Your task: Output all of the listing below, leaving every line unchanged.

Information shown:
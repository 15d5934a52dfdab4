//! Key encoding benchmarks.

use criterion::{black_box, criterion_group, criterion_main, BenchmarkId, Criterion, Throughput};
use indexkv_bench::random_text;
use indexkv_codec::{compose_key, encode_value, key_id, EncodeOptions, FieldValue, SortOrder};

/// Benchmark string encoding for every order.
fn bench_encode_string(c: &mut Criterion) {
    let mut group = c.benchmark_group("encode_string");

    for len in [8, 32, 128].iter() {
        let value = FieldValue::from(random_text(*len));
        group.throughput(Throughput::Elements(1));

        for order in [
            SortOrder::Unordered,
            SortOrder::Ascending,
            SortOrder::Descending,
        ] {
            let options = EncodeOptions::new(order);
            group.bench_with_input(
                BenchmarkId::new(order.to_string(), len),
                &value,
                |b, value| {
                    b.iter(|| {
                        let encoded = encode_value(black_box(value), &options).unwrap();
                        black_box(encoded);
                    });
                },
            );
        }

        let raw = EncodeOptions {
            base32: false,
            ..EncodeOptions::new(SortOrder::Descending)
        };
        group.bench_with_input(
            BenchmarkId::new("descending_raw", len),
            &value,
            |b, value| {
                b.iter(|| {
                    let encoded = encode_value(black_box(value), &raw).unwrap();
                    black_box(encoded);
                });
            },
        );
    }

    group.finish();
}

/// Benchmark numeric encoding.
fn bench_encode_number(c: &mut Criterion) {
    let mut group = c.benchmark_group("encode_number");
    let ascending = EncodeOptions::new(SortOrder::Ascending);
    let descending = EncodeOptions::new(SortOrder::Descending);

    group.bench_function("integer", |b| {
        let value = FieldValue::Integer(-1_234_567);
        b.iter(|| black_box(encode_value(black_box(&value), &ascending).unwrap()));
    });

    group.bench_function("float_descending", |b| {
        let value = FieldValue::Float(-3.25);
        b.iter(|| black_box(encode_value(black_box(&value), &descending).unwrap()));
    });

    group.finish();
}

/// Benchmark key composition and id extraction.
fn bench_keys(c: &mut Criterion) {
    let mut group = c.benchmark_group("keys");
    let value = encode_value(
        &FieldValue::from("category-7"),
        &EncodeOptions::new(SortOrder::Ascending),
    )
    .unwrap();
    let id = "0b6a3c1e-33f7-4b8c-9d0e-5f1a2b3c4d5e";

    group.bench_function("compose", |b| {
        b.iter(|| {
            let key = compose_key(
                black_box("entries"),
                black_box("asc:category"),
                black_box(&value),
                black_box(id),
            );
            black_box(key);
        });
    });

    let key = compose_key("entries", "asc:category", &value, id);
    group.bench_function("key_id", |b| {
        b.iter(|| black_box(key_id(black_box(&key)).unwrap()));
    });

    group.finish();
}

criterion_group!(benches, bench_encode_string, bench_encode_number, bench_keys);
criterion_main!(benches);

Written response:
repository 15d5934a52dfdab4
//! Key encoding benchmarks.

use criterion::{black_box, criterion_group, criterion_main, BenchmarkId, Criterion, Throughput};
use indexkv_bench::random_text;
use indexkv_codec::{compose_key, encode_value, key_id, EncodeOptions, FieldValue, SortOrder};

/// Benchmark string encoding for every order.
fn bench_encode_string(c: &mut Criterion) {
    let mut group = c.benchmark_group("encode_string");

    for len in [8, 32, 128].iter() {
        let value = FieldValue::from(random_text(*len));
        group.throughput(Throughput::Elements(1));

        for order in [
            SortOrder::Unordered,
            SortOrder::Ascending,
            SortOrder::Descending,
        ] {
            let options = EncodeOptions::new(order);
            group.bench_with_input(
                BenchmarkId::new(order.to_string(), len),
                &value,
                |b, value| {
                    b.iter(|| {
                        let encoded = encode_value(black_box(value), &options).unwrap();
                        black_box(encoded);
                    });
                },
            );
        }

        let raw = EncodeOptions {
            base32: false,
            ..EncodeOptions::new(SortOrder::Descending)
        };
        group.bench_with_input(
            BenchmarkId::new("descending_raw", len),
            &value,
            |b, value| {
                b.iter(|| {
                    let encoded = encode_value(black_box(value), &raw).unwrap();
                    black_box(encoded);
                });
            },
        );
    }

    group.finish();
}

/// Benchmark numeric encoding.
fn bench_encode_number(c: &mut Criterion) {
    let mut group = c.benchmark_group("encode_number");
    let ascending = EncodeOptions::new(SortOrder::Ascending);
    let descending = EncodeOptions::new(SortOrder::Descending);

    group.bench_function("integer", |b| {
        let value = FieldValue::Integer(-1_234_567);
        b.iter(|| black_box(encode_value(black_box(&value), &ascending).unwrap()));
    });

    group.bench_function("float_descending", |b| {
        let value = FieldValue::Float(-3.25);
        b.iter(|| black_box(encode_value(black_box(&value), &descending).unwrap()));
    });

    group.finish();
}

/// Benchmark key composition and id extraction.
fn bench_keys(c: &mut Criterion) {
    let mut group = c.benchmark_group("keys");
    let value = encode_value(
        &FieldValue::from("category-7"),
        &EncodeOptions::new(SortOrder::Ascending),
    )
    .unwrap();
    let id = "0b6a3c1e-33f7-4b8c-9d0e-5f1a2b3c4d5e";

    group.bench_function("compose", |b| {
        b.iter(|| {
            let key = compose_key(
                black_box("entries"),
                black_box("asc:category"),
                black_box(&value),
                black_box(id),
            );
            black_box(key);
        });
    });

    let key = compose_key("entries", "asc:category", &value, id);
    group.bench_function("key_id", |b| {
        b.iter(|| black_box(key_id(black_box(&key)).unwrap()));
    });

    group.finish();
}

criterion_group!(benches, bench_encode_string, bench_encode_number, bench_keys);
criterion_main!(benches);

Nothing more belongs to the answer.